I must say, the vernacular that was certainly part of the culture from which the story was born in 1960, was uncomfortable. Good on you to make us see this spoken in southern drawl that calls us to reckon with our roots and our lingering failings. The drawl of a segregated south fell hard on our faces and in our ears. My personal recoil at the N-word, was intense. I thought about the actors who were repeating the N-word over and over to show us what it was like and how it felt to the four Black folk who were seated in the “courtroom.” I actually thought about how they all felt even performing. I thank them for their obvious resolve that we should see how all this that happened really was. I grew up in this story; it grieves me.
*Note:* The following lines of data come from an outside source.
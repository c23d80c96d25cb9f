//! Parsing of raw status listings into [`StatusEntry`] values.
//!
//! Both `git status --porcelain` and `git show --name-status` produce one
//! entry per line: a kind token, a separator and a path. Only the first
//! separator splits the line, so paths may contain the separator themselves.

use tracing::{debug, instrument};

use crate::error::{Error, Result};
use crate::types::{ChangeKind, StatusEntry};

/// Parses a single status line.
///
/// # Errors
///
/// Returns [`Error::MalformedLine`] if the line is empty, lacks the separator,
/// has an empty path or opens a quote it never closes.
pub fn parse_line(line: &str, separator: char) -> Result<StatusEntry> {
    if line.is_empty() {
        return Err(malformed(line, "empty line"));
    }

    let (token, raw_path) = line
        .split_once(separator)
        .ok_or_else(|| malformed(line, "missing separator between kind and path"))?;

    let path = normalize_path(raw_path).ok_or_else(|| malformed(line, "invalid path"))?;

    Ok(StatusEntry::new(ChangeKind::from_token(token), path))
}

/// Parses a whole listing, one entry per line.
///
/// The trailing newline of the block is dropped before lines are counted, so
/// an empty listing yields no entries.
///
/// # Errors
///
/// Returns [`Error::MalformedLine`] for the first line that cannot be parsed,
/// including blank lines inside the block.
#[instrument(skip(raw), fields(raw_length = raw.len(), separator = ?separator))]
pub fn parse_snapshot(raw: &str, separator: char) -> Result<Vec<StatusEntry>> {
    let body = raw.trim_end_matches(['\n', '\r']);
    if body.is_empty() {
        debug!("Empty status listing");
        return Ok(Vec::new());
    }

    let entries = body
        .lines()
        .map(|line| parse_line(line, separator))
        .collect::<Result<Vec<_>>>()?;

    debug!(entries = entries.len(), "Status listing parsed");
    Ok(entries)
}

// Git wraps paths containing whitespace in double quotes.
fn normalize_path(raw: &str) -> Option<&str> {
    let path = raw.trim();
    let path = if path.starts_with('"') {
        path.strip_prefix('"')?.strip_suffix('"')?
    } else {
        path
    };
    (!path.is_empty()).then_some(path)
}

fn malformed(line: &str, reason: &'static str) -> Error {
    Error::MalformedLine {
        line: line.to_string(),
        reason,
    }
}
The pedal pump organ, like the one that was in my home church, played hymns as backdrop. No glitz or shiny. Another point of genius. Against the hymnology of the Christian faith, atrocities were perpetrated against minority persons, African Americans, first and surely, but also against a young woman abused and assaulted by her father, and a young man abused, neglected and discounted by his mother.
This show, dear Aaron Sorkin, is just the kind of message that needs to be spoken over and over again in the world until finally, we hear it, especially as we live in a time when hate is on the rise and white nationalism is being normalized from lips as high as the White House. The fact that you not only lay bare the pain, you also highlight the human pathos of comedy and tragedy mixed together just like we live it everyday. That is genius.
One Sunday during Lent I preached a sermon about the Barren Fig Tree. One of the congregation said she had never heard a sermon about manure before. Spread a little manure on the failing tree, the Gardener says. Give it three years, and if it does not bear fruit, cut it down. Apparently even Divine Patience has its limits. And the Psalmist cries out, “How long?”
I think that is what I heard in your play, dear Aaron Sorkin. Dill and Scout, Jim and Atticus certainly were calling us to consider how much longer racism will continue in our culture. How long will people mistreat and mistrust each other, especially in our differences of color, gender, age, faith, culture, political party, sexual orientation and any other of the dividing lines we stand behind to throw out barbs and spew out hate.
If every person in this country could see To Kill a Mockingbird and feel the shock of how we look in the world, we might awaken to the horror and sadness of it all. Frankly, the world seems in a very fear-filled regressive place right now. Truth has become subjective and suspicion has become the fodder of choice. Even we Christians have distorted the message of Jesus to love and welcome and become one people.
You, dear Aaron Sorkin have ripped off a scab. I think I thank you; I know I appreciate what you have done in this play. I pray all of us who see it will be changed… even a little bit.